A Longkou (Shandong), Li Wenji, 75 ans, tient avec ses enfants un restaurant d’âne réputé, à l’unique plat de petits pains étuvé farcis à cette viande, selon une recette de famille depuis l’époque Tang ou plus.
Li se souviendra toujours de ce jour de 2008 où au marché, il acheta une haridelle dont les mouches mêmes ne voulaient plus, famélique à en battre tous les records. Une fois la pauvre bête démembrée, quelle ne fut sa surprise de découvrir dans la tripe 4 boules châtain brillantes et dure comme l’agate. Lui re-vint alors en tête une autre découverte 20 ans plus tôt en la carcasse d’un autre baudet: une bille grande comme une boule de boulier. Un pékin la lui avait rachetée pour la somme (immense pour l’époque) de 200¥. Or, la plus grande de ses pierres avoisinait les 3 kg !
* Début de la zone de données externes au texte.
/// Normalise phone numbers in place, then validate every business rule.
///
/// `submitted_on` is the day the form reaches the server; the immersion may
/// not start before it.
pub fn normalize_and_validate(form: &mut ConventionForm, submitted_on: Date) -> Result<(), CoreError> {
    validate_dates(form, submitted_on)?;
    form.schedule.validate(form.date_start, form.date_end)?;

    validate_siret(&form.siret)?;
    validate_required_text("business_name", &form.business_name, MAX_NAME_LENGTH)?;
    validate_required_text("immersion_address", &form.immersion_address, MAX_TEXT_LENGTH)?;
    validate_required_text("immersion_objective", &form.immersion_objective, MAX_TEXT_LENGTH)?;
    validate_required_text("immersion_activities", &form.immersion_activities, MAX_TEXT_LENGTH)?;
    form.immersion_appellation.validate()?;

    if form.sanitary_prevention
        && form
            .sanitary_prevention_description
            .as_deref()
            .is_none_or(|d| d.trim().is_empty())
    {
        return Err(CoreError::Validation(
            "sanitary_prevention_description is required when sanitary_prevention is set".into(),
        ));
    }

    normalize_parties(form)?;
    validate_beneficiary_age(form)?;
    validate_distinct_emails(&form.signatories)?;

    Ok(())
}

fn validate_dates(form: &ConventionForm, submitted_on: Date) -> Result<(), CoreError> {
    if form.date_end <= form.date_start {
        return Err(CoreError::Validation(
            "date_end must be after date_start".into(),
        ));
    }
    if form.date_start < submitted_on {
        return Err(CoreError::Validation(
            "date_start must not be before the submission date".into(),
        ));
    }
    let max_days = form.internship_kind.max_days();
    let length = (form.date_end - form.date_start) + Duration::days(1);
    if length.num_days() > max_days {
        return Err(CoreError::Validation(format!(
            "A {} cannot last more than {max_days} days",
            form.internship_kind.as_str()
        )));
    }
    Ok(())
}
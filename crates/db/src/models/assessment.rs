//! Assessment entity model.

use immersion_core::types::{Date, DbId, Timestamp};
use serde::Serialize;
use sqlx::FromRow;

/// A row from the `assessments` table.
#[derive(Debug, Clone, FromRow, Serialize)]
pub struct Assessment {
    pub id: DbId,
    pub convention_id: DbId,
    pub status: String,
    pub establishment_feedback: String,
    pub last_day_of_presence: Option<Date>,
    pub number_of_missed_hours: Option<f64>,
    pub created_at: Timestamp,
    pub updated_at: Timestamp,
}
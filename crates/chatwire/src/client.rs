//! Terminal chat client.
//!
//! [`ChatClient`] is the I/O shell around
//! [`ClientSession`](chatwire_session::ClientSession): stdin lines go in,
//! the session says what each line means right now, and inbound packets
//! from a spawned reader task drive the handshake verdicts. All protocol
//! rules live in the session; this module only moves bytes and prints.

use std::sync::Arc;

use chatwire_protocol::{Packet, PacketRegistry};
use chatwire_session::{AuthVerdict, ClientSession, InputAction};
use chatwire_transport::{Connection, TcpConnection};
use tokio::io::{AsyncBufReadExt, BufReader};
use tokio::sync::mpsc;

use crate::ChatError;

/// Something the reader task saw on the wire.
enum NetEvent {
    Packet(Packet),
    Closed,
}

/// Interactive client over stdin/stdout.
pub struct ChatClient {
    registry: PacketRegistry,
    session: ClientSession,
}

impl ChatClient {
    /// Creates a client with the default packet registry.
    pub fn new() -> Self {
        Self {
            registry: PacketRegistry::with_defaults(),
            session: ClientSession::new(),
        }
    }

    /// Runs the client until stdin reaches EOF.
    ///
    /// Connection loss does not exit: the session moves to its terminal
    /// offline state and further input is rejected with a visible error,
    /// so the user can still read the backlog and quit cleanly.
    pub async fn run(mut self) -> Result<(), ChatError> {
        let mut lines = BufReader::new(tokio::io::stdin()).lines();
        let (net_tx, mut net_rx) = mpsc::unbounded_channel::<NetEvent>();

        let mut conn: Option<Arc<TcpConnection>> = None;
        // Input typed mid-handshake; replayed once the nickname is granted.
        let mut held: Vec<String> = Vec::new();

        println!("Please enter the server's IP address and port.");

        loop {
            tokio::select! {
                line = lines.next_line() => {
                    let Some(line) = line? else {
                        break; // stdin EOF, clean exit
                    };
                    self.handle_line(&line, &mut conn, &net_tx, &mut held)
                        .await;
                }

                event = net_rx.recv() => {
                    let Some(event) = event else { continue };
                    match event {
                        NetEvent::Packet(packet) => {
                            self.handle_packet(
                                packet, &conn, &mut held,
                            )
                            .await;
                        }
                        NetEvent::Closed => {
                            self.session.connection_lost();
                            conn = None;
                            println!("Lost connection to the server.");
                        }
                    }
                }
            }
        }

        if let Some(conn) = conn {
            let _ = conn.close().await;
        }
        Ok(())
    }

    /// Acts on one line of user input.
    async fn handle_line(
        &mut self,
        line: &str,
        conn: &mut Option<Arc<TcpConnection>>,
        net_tx: &mpsc::UnboundedSender<NetEvent>,
        held: &mut Vec<String>,
    ) {
        match self.session.submit(line) {
            InputAction::Connect { host, port } => {
                println!("Trying to connect...");
                match TcpConnection::connect(&format!("{host}:{port}")).await {
                    Ok(new_conn) => {
                        self.session.connect_succeeded();
                        let new_conn = Arc::new(new_conn);
                        spawn_reader(
                            Arc::clone(&new_conn),
                            self.registry.clone(),
                            net_tx.clone(),
                        );
                        *conn = Some(new_conn);
                        println!("Now connected to {host}:{port}!");
                    }
                    Err(e) => {
                        self.session.connect_failed();
                        tracing::debug!(error = %e, "connect failed");
                        println!("Failed to connect to {host}:{port}.");
                    }
                }
            }
            InputAction::InvalidAddress => {
                println!(
                    "Invalid format.  Format is (for example) 192.168.1.1:5000"
                );
            }
            InputAction::SendAuthRequest { username } => {
                self.send(conn, Packet::AuthRequest { username }).await;
            }
            InputAction::HeldBack => {
                held.push(line.to_string());
            }
            InputAction::SendChat { text } => {
                self.send(conn, Packet::Chat { text }).await;
            }
            InputAction::RejectedOffline { line } => {
                println!(
                    "No connection to server.  \
                     The following message was not sent: <{line}>"
                );
            }
        }
    }

    /// Acts on one inbound packet.
    async fn handle_packet(
        &mut self,
        packet: Packet,
        conn: &Option<Arc<TcpConnection>>,
        held: &mut Vec<String>,
    ) {
        match packet {
            Packet::Chat { text } => println!("{text}"),
            Packet::AuthResponse { success, message } => {
                match self.session.auth_response(success, &message) {
                    Some(AuthVerdict::Accepted { .. }) => {
                        // Lines typed mid-handshake go out as chat now.
                        for line in held.drain(..) {
                            if let InputAction::SendChat { text } =
                                self.session.submit(&line)
                            {
                                self.send(conn, Packet::Chat { text }).await;
                            }
                        }
                    }
                    Some(AuthVerdict::Rejected { taken_nick }) => {
                        held.clear();
                        if let Some(nick) = taken_nick {
                            println!(
                                "Sorry, the nickname '{nick}' is already taken."
                            );
                        }
                        println!("Please select a different username:");
                    }
                    None => {
                        tracing::debug!("ignoring stray auth response");
                    }
                }
            }
            // Only the client sends these; a server echoing one is noise.
            Packet::AuthRequest { .. } => {}
        }
    }

    /// Encodes and sends a packet on the current connection, if any.
    async fn send(
        &mut self,
        conn: &Option<Arc<TcpConnection>>,
        packet: Packet,
    ) {
        let Some(conn) = conn else {
            tracing::debug!("send with no connection");
            return;
        };
        let bytes = match self.registry.encode(&packet) {
            Ok(bytes) => bytes,
            Err(e) => {
                tracing::error!(error = %e, "packet encode failed");
                return;
            }
        };
        if let Err(e) = conn.send(&bytes).await {
            tracing::debug!(error = %e, "send failed");
            self.session.connection_lost();
            println!("Lost connection to the server.");
        }
    }
}

impl Default for ChatClient {
    fn default() -> Self {
        Self::new()
    }
}

/// Reads frames off the connection and forwards decoded packets until
/// the connection ends, then reports `Closed`.
fn spawn_reader(
    conn: Arc<TcpConnection>,
    registry: PacketRegistry,
    net_tx: mpsc::UnboundedSender<NetEvent>,
) {
    tokio::spawn(async move {
        loop {
            match conn.recv().await {
                Ok(Some(frame)) => match registry.decode(&frame) {
                    Ok(packet) => {
                        if net_tx.send(NetEvent::Packet(packet)).is_err() {
                            break;
                        }
                    }
                    Err(e) => {
                        tracing::warn!(error = %e, "bad frame from server");
                        let _ = net_tx.send(NetEvent::Closed);
                        break;
                    }
                },
                Ok(None) => {
                    let _ = net_tx.send(NetEvent::Closed);
                    break;
                }
                Err(e) => {
                    tracing::debug!(error = %e, "recv error");
                    let _ = net_tx.send(NetEvent::Closed);
                    break;
                }
            }
        }
    });
}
Que Li ait touché le gros lot, fut vite évident : tout Longkou se pressa à sa porte pour voir la merveille sur son piédestal de velours jaune d’or, couleur de l’empereur. Les journalistes débarquèrent. L’un emmena Li à l’hôpital, faire analyser (aux frais du journal) ses pierres au scanner : c’étaient des calculs, expliquèrent les hommes de sciences, décantés en 20 ans des résidus inassimilables des dîners d’Aliboron. La pierre s’ était formée à faveur d’une faiblesse morphologique de l’âne, dont les cuisses plus hautes que les viscères empêchaient calcium, fer ou protéines complexes, d’être évacuées.
Des amis affinèrent la re-cherche. Le ben cao gang mu, bible des docteurs (本草綱目 de Li Shizhen, 1578, époque Ming) leur confirma la place inestimable qu’occupait ce « trésor de l’âne » dans la pharmacopée chinoise, capable de faire tomber la fièvre et dissiper les poisons du corps. Les billes de Li valaient de l’or: 500.000¥ rien que pour la plus grosse…
Il faut l’avouer, jusqu’alors, Li avait une réputation méritée d’avare. Il tenait la caisse seul -quoique analphabète. Il rognait sur les dépenses. L’été 2009, malgré la canicule qui exacerbait l’infernale chaleur de l’étuve, il leur avait refusé la dépense modeste d’un climatiseur. Aussi quand il se mit à éconduire un à un tous ceux qui offraient de racheter ses trésors même à bon prix, «Quel grigou!», grogna-t-on dans son dos: «一毛不拔 (yī máo bù bá), il ne donnera rien, même une plume ».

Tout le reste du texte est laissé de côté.